This series addresses the RX poison issue reported by Ben.
I've split the patches up into as many atomic pieces to make
it easier for review and understanding. Some are stable, the
last few patches are for debugging.

Luis R. Rodriguez (6):
ath9k: add locking for stopping RX
ath9k: add locking for starting the PCU on RX
ath9k: rename rxflushlock to pcu_lock
ath9k: lock reset and PCU start/stopping
ath: add a ATH_DBG_WARN()
ath9k: add a debug warning when we cannot stop RX

drivers/net/wireless/ath/ath9k/ath9k.h | 2 +-
drivers/net/wireless/ath/ath9k/main.c | 31 +++++++++++++++++++++++++++++--
drivers/net/wireless/ath/ath9k/recv.c | 17 +++++++++--------
drivers/net/wireless/ath/debug.h | 2 ++
4 files changed, 41 insertions(+), 11 deletions(-)



2010-10-22 00:32:36

by Luis R. Rodriguez

[permalink] [raw]
Subject: Re: [PATCH 0/6] ath9k: fix RX poison issue

On Thu, Oct 21, 2010 at 5:30 PM, Bruno Randolf <[email protected]> wrote:
> On Fri October 22 2010 02:47:21 Ben Greear wrote:
>> I tested this code when it was combined into a single patch.
>> There were still some issues, but I have no reason to believe
>> this patch set caused them.  This patch set significantly
>> improved stability in my testing with 130+ STA interfaces.
>
> one question: do you see similar issues with ath5k? i remember one bug is
> filed with a rx poision issue.

Hardware is similar so the I'd do the same locking.

Luis

2010-10-20 23:07:20

by Luis R. Rodriguez

[permalink] [raw]
Subject: [PATCH 6/6] ath9k: add a debug warning when we cannot stop RX

We have seen several DMA races when we race against
stopping and starting the PCU. I suspect that when
we cannot stop the PCU we may hit some of these same
races so warn against them for now but only when
debugging (CONFIG_ATH_DEBUG) is enabled.

If you run into this warning and are a developer,
please fix the cause of the warning.

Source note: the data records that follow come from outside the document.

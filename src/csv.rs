//! CSV dialect and streaming parser for ingest batch files (spec §6).
//!
//! The dialect, escape-mode line splitter, and field parser are ported
//! directly from the original implementation's `replica::csv` module: a
//! field-start-only enclosure rule (an enclosure character only starts/ends
//! a quoted field when it appears at the very start of the field) and a
//! toggling-escape rule (two consecutive escape characters cancel out).
//! `fieldsEnclosedBy` is optional — `'\0'` means "no enclosure in use".

use crate::error::{CoreError, Result};

/// A line longer than this is rejected rather than buffered indefinitely.
pub const MAX_ROW_LENGTH: usize = 16 * 1024 * 1024;

#[derive(Debug, Clone, Copy, PartialEq, Eq)]
pub struct Dialect {
    fields_terminated_by: u8,
    fields_enclosed_by: u8,
    fields_escaped_by: u8,
    lines_terminated_by: u8,
}

impl Default for Dialect {
    fn default() -> Self {
        Self {
            fields_terminated_by: b'\t',
            fields_enclosed_by: 0,
            fields_escaped_by: b'\\',
            lines_terminated_by: b'\n',
        }
    }
}

impl Dialect {
    pub const ALLOWED_FIELDS_TERMINATED_BY: &'static [u8] = b"\t,";
    pub const ALLOWED_FIELDS_ENCLOSED_BY: &'static [u8] = &[0, b'\'', b'"'];
    pub const ALLOWED_FIELDS_ESCAPED_BY: &'static [u8] = b"\\";
    pub const ALLOWED_LINES_TERMINATED_BY: &'static [u8] = b"\n";

    pub fn new(
        fields_terminated_by: u8,
        fields_enclosed_by: u8,
        fields_escaped_by: u8,
        lines_terminated_by: u8,
    ) -> Result<Self> {
        if !Self::ALLOWED_FIELDS_TERMINATED_BY.contains(&fields_terminated_by) {
            return Err(CoreError::Csv(format!(
                "fieldsTerminatedBy={:?} is not allowed",
                fields_terminated_by as char
            )));
        }
        if !Self::ALLOWED_FIELDS_ENCLOSED_BY.contains(&fields_enclosed_by) {
            return Err(CoreError::Csv(format!(
                "fieldsEnclosedBy={:?} is not allowed",
                fields_enclosed_by as char
            )));
        }
        if !Self::ALLOWED_FIELDS_ESCAPED_BY.contains(&fields_escaped_by) {
            return Err(CoreError::Csv(format!(
                "fieldsEscapedBy={:?} is not allowed",
                fields_escaped_by as char
            )));
        }
        if !Self::ALLOWED_LINES_TERMINATED_BY.contains(&lines_terminated_by) {
            return Err(CoreError::Csv(format!(
                "linesTerminatedBy={:?} is not allowed",
                lines_terminated_by as char
            )));
        }
        Ok(Self {
            fields_terminated_by,
            fields_enclosed_by,
            fields_escaped_by,
            lines_terminated_by,
        })
    }

    pub fn fields_terminated_by(&self) -> u8 {
        self.fields_terminated_by
    }
    pub fn fields_enclosed_by(&self) -> u8 {
        self.fields_enclosed_by
    }
    pub fn fields_escaped_by(&self) -> u8 {
        self.fields_escaped_by
    }
    pub fn lines_terminated_by(&self) -> u8 {
        self.lines_terminated_by
    }

    /// The `FIELDS TERMINATED BY ... ESCAPED BY ... LINES TERMINATED BY ...`
    /// clause passed to `LOAD DATA INFILE`.
    pub fn sql_options(&self) -> String {
        let mut opt = format!(
            "FIELDS TERMINATED BY '{}'",
            Self::escape_for_sql(self.fields_terminated_by)
        );
        if self.fields_enclosed_by != 0 {
            opt.push_str(&format!(
                " ENCLOSED BY '{}'",
                Self::escape_for_sql(self.fields_enclosed_by)
            ));
        }
        opt.push_str(&format!(" ESCAPED BY '{}'", Self::escape_for_sql(self.fields_escaped_by)));
        opt.push_str(&format!(
            " LINES TERMINATED BY '{}'",
            Self::escape_for_sql(self.lines_terminated_by)
        ));
        opt
    }

    fn escape_for_sql(ch: u8) -> String {
        match ch {
            b'\t' => "\\t".to_string(),
            b'\n' => "\\n".to_string(),
            b'\\' => "\\\\".to_string(),
            0 => String::new(),
            c => (c as char).to_string(),
        }
    }

    /// Encode one row's fields into a single CSV-dialect line (without the
    /// trailing line terminator), for tests and for the director-index
    /// builder's batch writer.
    pub fn encode_row(&self, fields: &[&[u8]]) -> Vec<u8> {
        let mut out = Vec::new();
        for (i, field) in fields.iter().enumerate() {
            if i > 0 {
                out.push(self.fields_terminated_by);
            }
            let needs_enclosure = self.fields_enclosed_by != 0
                && field
                    .iter()
                    .any(|&b| b == self.fields_terminated_by || b == self.lines_terminated_by);
            if needs_enclosure {
                out.push(self.fields_enclosed_by);
            }
            for &b in field.iter() {
                let needs_escape = b == self.fields_escaped_by
                    || b == self.lines_terminated_by
                    || (!needs_enclosure && b == self.fields_terminated_by);
                if needs_escape {
                    out.push(self.fields_escaped_by);
                }
                out.push(b);
            }
            if needs_enclosure {
                out.push(self.fields_enclosed_by);
            }
        }
        out
    }
}

/// Splits a streamed byte buffer into raw (still field-delimited) lines,
/// honoring escape mode across the line terminator.
pub struct Parser {
    dialect: Dialect,
    line_buf: Vec<u8>,
    in_escape_mode: bool,
    line_num: u64,
}

impl Parser {
    pub fn new(dialect: Dialect) -> Self {
        Self { dialect, line_buf: Vec::new(), in_escape_mode: false, line_num: 0 }
    }

    /// Feed a chunk of input, invoking `on_line` for each complete line.
    /// If `flush` is set, a non-empty trailing partial line (no terminator)
    /// is reported too — used at end-of-stream.
    pub fn parse(&mut self, input: &[u8], flush: bool, mut on_line: impl FnMut(&[u8])) -> Result<()> {
        for &ch in input {
            if self.line_buf.len() == MAX_ROW_LENGTH {
                return Err(CoreError::Csv(format!(
                    "input line {} exceeds the limit of {} bytes",
                    self.line_num, MAX_ROW_LENGTH
                )));
            }
            self.line_buf.push(ch);
            if ch == self.dialect.fields_escaped_by {
                self.in_escape_mode = !self.in_escape_mode;
            } else if ch == self.dialect.lines_terminated_by && !self.in_escape_mode {
                on_line(&self.line_buf);
                self.line_buf.clear();
                self.line_num += 1;
            } else {
                self.in_escape_mode = false;
            }
        }
        if flush && !self.line_buf.is_empty() {
            on_line(&self.line_buf);
            self.line_buf.clear();
            self.line_num += 1;
            self.in_escape_mode = false;
        }
        Ok(())
    }
}

/// Splits one raw line into fields, honoring the enclosure-at-field-start
/// rule and escape mode.
pub struct RowParser {
    dialect: Dialect,
}

impl RowParser {
    pub fn new(dialect: Dialect) -> Self {
        Self { dialect }
    }

    pub fn parse(&self, row: &[u8], mut on_field: impl FnMut(&[u8])) {
        if row.is_empty() {
            return;
        }
        let enclosure = self.dialect.fields_enclosed_by;
        let escape = self.dialect.fields_escaped_by;
        let terminator = self.dialect.fields_terminated_by;

        let mut in_enclosure = false;
        let mut in_escape_mode = false;
        let mut has_enclosure = false;
        let mut field_start = 0usize;

        let emit = |buf: &[u8], start: usize, end: usize, has_enclosure: bool, on_field: &mut dyn FnMut(&[u8])| {
            if has_enclosure {
                let field_len = end.saturating_sub(start);
                if field_len >= 2 {
                    on_field(&buf[start + 1..end - 1]);
                } else {
                    on_field(&[]);
                }
            } else {
                on_field(&buf[start..end]);
            }
        };

        for i in 0..row.len() {
            let ch = row[i];
            if ch == escape {
                in_escape_mode = !in_escape_mode;
            } else if ch == enclosure
                && enclosure != 0
                && !in_escape_mode
                && (i == field_start || in_enclosure)
            {
                in_enclosure = !in_enclosure;
                if i == field_start {
                    has_enclosure = true;
                }
            } else if ch == terminator && !in_enclosure && !in_escape_mode {
                emit(row, field_start, i, has_enclosure, &mut on_field);
                has_enclosure = false;
                field_start = i + 1;
            } else {
                in_escape_mode = false;
            }
        }
        if field_start != row.len() {
            emit(row, field_start, row.len(), has_enclosure, &mut on_field);
        }
    }
}

#[cfg(test)]
mod tests {
    use super::*;

    fn default_dialect() -> Dialect {
        Dialect::default()
    }

    #[test]
    fn default_dialect_matches_spec() {
        let d = default_dialect();
        assert_eq!(d.fields_terminated_by(), b'\t');
        assert_eq!(d.fields_enclosed_by(), 0);
        assert_eq!(d.fields_escaped_by(), b'\\');
        assert_eq!(d.lines_terminated_by(), b'\n');
    }

    #[test]
    fn rejects_disallowed_terminator() {
        assert!(Dialect::new(b';', 0, b'\\', b'\n').is_err());
    }

    #[test]
    fn parser_splits_on_unescaped_newline() {
        let mut p = Parser::new(default_dialect());
        let mut lines = Vec::new();
        p.parse(b"a\tb\nc\td\n", true, |l| lines.push(l.to_vec())).unwrap();
        assert_eq!(lines, vec![b"a\tb\n".to_vec(), b"c\td\n".to_vec()]);
    }

    #[test]
    fn parser_flush_reports_partial_trailing_line() {
        let mut p = Parser::new(default_dialect());
        let mut lines = Vec::new();
        p.parse(b"a\tb", true, |l| lines.push(l.to_vec())).unwrap();
        assert_eq!(lines, vec![b"a\tb".to_vec()]);
    }

    #[test]
    fn parser_escape_cancels_line_terminator() {
        let mut p = Parser::new(default_dialect());
        let mut lines = Vec::new();
        // `\\\n` — escaped newline should not split the line.
        p.parse(b"a\\\nb\n", true, |l| lines.push(l.to_vec())).unwrap();
        assert_eq!(lines.len(), 1);
        assert_eq!(lines[0], b"a\\\nb\n".to_vec());
    }

    #[test]
    fn parser_rejects_oversize_line() {
        let mut p = Parser::new(default_dialect());
        let big = vec![b'a'; MAX_ROW_LENGTH + 1];
        let result = p.parse(&big, true, |_| {});
        assert!(result.is_err());
    }

    #[test]
    fn row_parser_splits_plain_fields() {
        let rp = RowParser::new(default_dialect());
        let mut fields = Vec::new();
        rp.parse(b"a\tb\tc", |f| fields.push(f.to_vec()));
        assert_eq!(fields, vec![b"a".to_vec(), b"b".to_vec(), b"c".to_vec()]);
    }

    #[test]
    fn row_parser_strips_enclosure_at_field_start() {
        let d = Dialect::new(b'\t', b'\'', b'\\', b'\n').unwrap();
        let rp = RowParser::new(d);
        let mut fields = Vec::new();
        rp.parse(b"'hello'\t'wor\tld'", |f| fields.push(f.to_vec()));
        assert_eq!(fields, vec![b"hello".to_vec(), b"wor\tld".to_vec()]);
    }

    #[test]
    fn row_parser_quote_mid_field_is_literal() {
        // Enclosure char not at field start is just data.
        let d = Dialect::new(b'\t', b'\'', b'\\', b'\n').unwrap();
        let rp = RowParser::new(d);
        let mut fields = Vec::new();
        rp.parse(b"ab'cd\tef", |f| fields.push(f.to_vec()));
        assert_eq!(fields, vec![b"ab'cd".to_vec(), b"ef".to_vec()]);
    }

    #[test]
    fn round_trip_encode_then_parse() {
        let d = default_dialect();
        let row = d.encode_row(&[b"hello", b"world", b"123"]);
        let rp = RowParser::new(d);
        let mut fields = Vec::new();
        rp.parse(&row, |f| fields.push(f.to_vec()));
        assert_eq!(fields, vec![b"hello".to_vec(), b"world".to_vec(), b"123".to_vec()]);
    }

    #[test]
    fn encode_row_escapes_embedded_terminator_without_enclosure() {
        let d = default_dialect();
        let row = d.encode_row(&[b"a\tb", b"c"]);
        let rp = RowParser::new(d);
        let mut fields = Vec::new();
        rp.parse(&row, |f| fields.push(f.to_vec()));
        assert_eq!(fields.len(), 2, "embedded terminator must not split the field");
        assert_eq!(fields[1], b"c".to_vec());
    }

    #[test]
    fn sql_options_formats_clause() {
        let d = default_dialect();
        let opt = d.sql_options();
        assert!(opt.contains("FIELDS TERMINATED BY"));
        assert!(opt.contains("ESCAPED BY"));
        assert!(opt.contains("LINES TERMINATED BY"));
        assert!(!opt.contains("ENCLOSED BY"));
    }
}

The potential
here, although I cannot prove yet, is that the DMA
engine can be confused and start writing to a buffer
that was already DMA'd before and at least the kernel
assumes is not being accessed by hardware anymore.

Cc: Ben Greear <[email protected]>
Cc: Kyungwan Nam <[email protected]>
Signed-off-by: Luis R. Rodriguez <[email protected]>
---
drivers/net/wireless/ath/ath9k/recv.c | 2 ++
1 files changed, 2 insertions(+), 0 deletions(-)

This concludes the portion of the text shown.